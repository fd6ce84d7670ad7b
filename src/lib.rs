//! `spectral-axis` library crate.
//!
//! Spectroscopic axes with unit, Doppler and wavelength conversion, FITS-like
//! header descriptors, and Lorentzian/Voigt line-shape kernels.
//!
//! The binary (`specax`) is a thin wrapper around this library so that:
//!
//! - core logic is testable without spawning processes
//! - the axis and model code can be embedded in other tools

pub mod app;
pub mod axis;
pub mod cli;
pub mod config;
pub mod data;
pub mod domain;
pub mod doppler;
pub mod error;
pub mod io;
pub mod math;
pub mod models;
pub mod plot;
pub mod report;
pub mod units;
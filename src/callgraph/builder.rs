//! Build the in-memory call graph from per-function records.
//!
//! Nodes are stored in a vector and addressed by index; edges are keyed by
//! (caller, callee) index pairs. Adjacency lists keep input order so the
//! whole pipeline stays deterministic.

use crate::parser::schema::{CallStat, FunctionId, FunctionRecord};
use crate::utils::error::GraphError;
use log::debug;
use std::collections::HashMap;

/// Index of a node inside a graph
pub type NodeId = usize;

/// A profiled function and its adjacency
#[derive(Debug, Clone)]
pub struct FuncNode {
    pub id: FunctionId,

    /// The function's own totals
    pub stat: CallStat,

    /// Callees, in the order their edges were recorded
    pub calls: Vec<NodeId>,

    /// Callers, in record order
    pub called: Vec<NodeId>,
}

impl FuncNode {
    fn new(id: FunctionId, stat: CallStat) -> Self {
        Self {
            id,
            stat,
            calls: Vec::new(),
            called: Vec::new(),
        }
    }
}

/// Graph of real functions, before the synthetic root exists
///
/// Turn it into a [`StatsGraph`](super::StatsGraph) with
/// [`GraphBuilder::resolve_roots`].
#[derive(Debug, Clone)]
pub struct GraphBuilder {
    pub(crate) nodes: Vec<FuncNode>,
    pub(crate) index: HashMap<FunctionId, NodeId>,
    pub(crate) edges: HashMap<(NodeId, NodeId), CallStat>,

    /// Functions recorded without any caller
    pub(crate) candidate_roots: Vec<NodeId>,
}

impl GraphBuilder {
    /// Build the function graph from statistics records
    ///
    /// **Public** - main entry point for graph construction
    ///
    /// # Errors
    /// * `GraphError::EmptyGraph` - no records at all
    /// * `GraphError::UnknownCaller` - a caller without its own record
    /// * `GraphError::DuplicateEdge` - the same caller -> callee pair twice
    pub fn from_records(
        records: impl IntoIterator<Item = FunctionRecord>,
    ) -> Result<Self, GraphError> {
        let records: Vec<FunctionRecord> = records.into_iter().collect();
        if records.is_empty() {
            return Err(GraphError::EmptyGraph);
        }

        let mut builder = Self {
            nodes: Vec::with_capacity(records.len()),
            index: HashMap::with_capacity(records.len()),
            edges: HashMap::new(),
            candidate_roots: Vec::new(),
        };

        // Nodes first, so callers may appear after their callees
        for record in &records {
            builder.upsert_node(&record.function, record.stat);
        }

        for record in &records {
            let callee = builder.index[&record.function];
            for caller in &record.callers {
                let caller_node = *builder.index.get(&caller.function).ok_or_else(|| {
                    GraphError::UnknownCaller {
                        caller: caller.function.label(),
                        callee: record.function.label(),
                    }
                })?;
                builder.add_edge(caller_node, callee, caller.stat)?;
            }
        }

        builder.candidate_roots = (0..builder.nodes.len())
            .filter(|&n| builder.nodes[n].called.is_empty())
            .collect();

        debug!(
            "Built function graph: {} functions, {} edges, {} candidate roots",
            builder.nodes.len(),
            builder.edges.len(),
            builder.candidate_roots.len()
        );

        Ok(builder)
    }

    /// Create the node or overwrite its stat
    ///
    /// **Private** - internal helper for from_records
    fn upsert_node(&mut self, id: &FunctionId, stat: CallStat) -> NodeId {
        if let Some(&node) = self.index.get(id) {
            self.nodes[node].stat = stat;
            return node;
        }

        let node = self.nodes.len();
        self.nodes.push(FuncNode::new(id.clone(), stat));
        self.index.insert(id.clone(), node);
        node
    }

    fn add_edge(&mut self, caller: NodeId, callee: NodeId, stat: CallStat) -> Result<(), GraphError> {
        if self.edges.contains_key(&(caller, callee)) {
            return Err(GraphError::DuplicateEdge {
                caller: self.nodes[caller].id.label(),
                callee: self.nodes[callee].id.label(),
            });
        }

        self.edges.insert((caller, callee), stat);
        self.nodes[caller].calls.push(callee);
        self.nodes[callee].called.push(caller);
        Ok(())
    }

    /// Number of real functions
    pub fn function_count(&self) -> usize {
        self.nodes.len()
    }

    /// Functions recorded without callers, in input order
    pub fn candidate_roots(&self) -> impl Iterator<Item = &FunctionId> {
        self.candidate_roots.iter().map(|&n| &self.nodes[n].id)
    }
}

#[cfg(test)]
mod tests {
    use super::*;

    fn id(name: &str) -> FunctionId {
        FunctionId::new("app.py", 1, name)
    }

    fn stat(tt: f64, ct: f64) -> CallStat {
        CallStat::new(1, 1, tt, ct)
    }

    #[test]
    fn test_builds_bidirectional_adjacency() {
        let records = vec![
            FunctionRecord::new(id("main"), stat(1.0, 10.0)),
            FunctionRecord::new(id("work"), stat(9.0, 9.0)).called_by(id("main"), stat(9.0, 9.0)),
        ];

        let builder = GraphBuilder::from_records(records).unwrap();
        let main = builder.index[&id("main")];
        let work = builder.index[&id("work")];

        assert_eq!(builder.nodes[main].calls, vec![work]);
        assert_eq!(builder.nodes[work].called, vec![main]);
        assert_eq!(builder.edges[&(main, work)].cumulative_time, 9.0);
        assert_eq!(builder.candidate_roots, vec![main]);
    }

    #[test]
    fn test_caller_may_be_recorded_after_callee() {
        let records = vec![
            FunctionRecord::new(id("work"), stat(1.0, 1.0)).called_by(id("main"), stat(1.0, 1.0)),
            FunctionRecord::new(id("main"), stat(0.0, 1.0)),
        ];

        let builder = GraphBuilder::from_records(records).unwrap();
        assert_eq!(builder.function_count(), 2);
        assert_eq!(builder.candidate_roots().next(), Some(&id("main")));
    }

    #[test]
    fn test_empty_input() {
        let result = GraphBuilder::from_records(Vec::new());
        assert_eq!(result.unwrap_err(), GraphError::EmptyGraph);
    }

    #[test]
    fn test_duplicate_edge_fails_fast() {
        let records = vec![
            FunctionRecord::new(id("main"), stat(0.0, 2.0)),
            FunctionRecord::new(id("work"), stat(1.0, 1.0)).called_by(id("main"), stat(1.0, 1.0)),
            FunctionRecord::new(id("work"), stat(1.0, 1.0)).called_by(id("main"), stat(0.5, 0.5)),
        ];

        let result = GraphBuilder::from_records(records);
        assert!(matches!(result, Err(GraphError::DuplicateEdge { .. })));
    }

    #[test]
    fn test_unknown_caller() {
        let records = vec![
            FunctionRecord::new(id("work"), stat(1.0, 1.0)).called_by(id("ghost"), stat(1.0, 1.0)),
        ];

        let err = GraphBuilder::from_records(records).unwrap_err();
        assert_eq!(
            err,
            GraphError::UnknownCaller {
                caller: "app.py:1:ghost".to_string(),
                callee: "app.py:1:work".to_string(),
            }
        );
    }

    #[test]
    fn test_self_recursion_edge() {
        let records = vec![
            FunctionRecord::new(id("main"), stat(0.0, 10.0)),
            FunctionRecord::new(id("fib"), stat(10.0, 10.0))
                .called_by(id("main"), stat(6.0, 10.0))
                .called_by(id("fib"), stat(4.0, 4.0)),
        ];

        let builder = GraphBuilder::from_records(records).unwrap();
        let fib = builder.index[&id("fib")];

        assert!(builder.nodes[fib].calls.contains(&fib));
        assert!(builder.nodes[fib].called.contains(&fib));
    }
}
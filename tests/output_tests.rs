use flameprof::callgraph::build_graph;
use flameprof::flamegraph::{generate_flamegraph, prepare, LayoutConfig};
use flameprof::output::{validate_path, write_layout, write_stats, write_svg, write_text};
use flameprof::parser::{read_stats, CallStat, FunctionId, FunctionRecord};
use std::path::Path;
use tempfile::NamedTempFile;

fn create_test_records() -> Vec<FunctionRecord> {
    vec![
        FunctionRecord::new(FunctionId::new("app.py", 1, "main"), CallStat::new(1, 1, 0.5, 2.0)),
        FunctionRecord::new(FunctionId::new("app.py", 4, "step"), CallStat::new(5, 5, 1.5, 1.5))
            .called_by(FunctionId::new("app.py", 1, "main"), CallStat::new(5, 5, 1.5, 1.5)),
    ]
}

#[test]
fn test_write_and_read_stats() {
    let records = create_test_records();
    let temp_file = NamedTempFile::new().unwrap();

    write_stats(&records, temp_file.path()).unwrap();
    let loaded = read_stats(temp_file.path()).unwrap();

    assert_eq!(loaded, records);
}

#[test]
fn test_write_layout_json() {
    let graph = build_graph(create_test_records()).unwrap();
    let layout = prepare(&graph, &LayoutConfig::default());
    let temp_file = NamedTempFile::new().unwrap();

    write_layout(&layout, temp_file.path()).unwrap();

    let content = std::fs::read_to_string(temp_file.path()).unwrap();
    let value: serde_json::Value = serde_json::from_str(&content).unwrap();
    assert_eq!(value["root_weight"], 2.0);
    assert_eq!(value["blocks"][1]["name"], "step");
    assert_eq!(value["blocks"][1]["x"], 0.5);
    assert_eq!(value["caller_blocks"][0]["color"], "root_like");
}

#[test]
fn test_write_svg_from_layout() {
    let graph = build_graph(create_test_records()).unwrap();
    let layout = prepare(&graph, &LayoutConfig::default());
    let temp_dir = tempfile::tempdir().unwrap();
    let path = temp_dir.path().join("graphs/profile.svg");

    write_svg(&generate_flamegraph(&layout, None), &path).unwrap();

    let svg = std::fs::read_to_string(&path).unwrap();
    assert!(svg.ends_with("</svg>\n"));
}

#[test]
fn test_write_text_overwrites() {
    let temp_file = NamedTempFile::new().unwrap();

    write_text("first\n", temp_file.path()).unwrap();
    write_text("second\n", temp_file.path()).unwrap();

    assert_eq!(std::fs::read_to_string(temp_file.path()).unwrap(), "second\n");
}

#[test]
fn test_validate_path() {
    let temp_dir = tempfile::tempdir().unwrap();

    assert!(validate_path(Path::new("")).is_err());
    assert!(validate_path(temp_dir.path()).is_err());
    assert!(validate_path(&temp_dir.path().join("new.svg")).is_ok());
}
-.-.-
● **Exercise details**: The answer must hold exactly the lines of the entries above, from the first line through the line that contains "filename src/callgraph/builder.rs", and no others.

● **Exercise output**:
repository fd6ce84d7670ad7b
filename src/lib.rs
//! `spectral-axis` library crate.
//!
//! Spectroscopic axes with unit, Doppler and wavelength conversion, FITS-like
//! header descriptors, and Lorentzian/Voigt line-shape kernels.
//!
//! The binary (`specax`) is a thin wrapper around this library so that:
//!
//! - core logic is testable without spawning processes
//! - the axis and model code can be embedded in other tools

pub mod app;
pub mod axis;
pub mod cli;
pub mod config;
pub mod data;
pub mod domain;
pub mod doppler;
pub mod error;
pub mod io;
pub mod math;
pub mod models;
pub mod plot;
pub mod report;
pub mod units;
filename src/callgraph/builder.rs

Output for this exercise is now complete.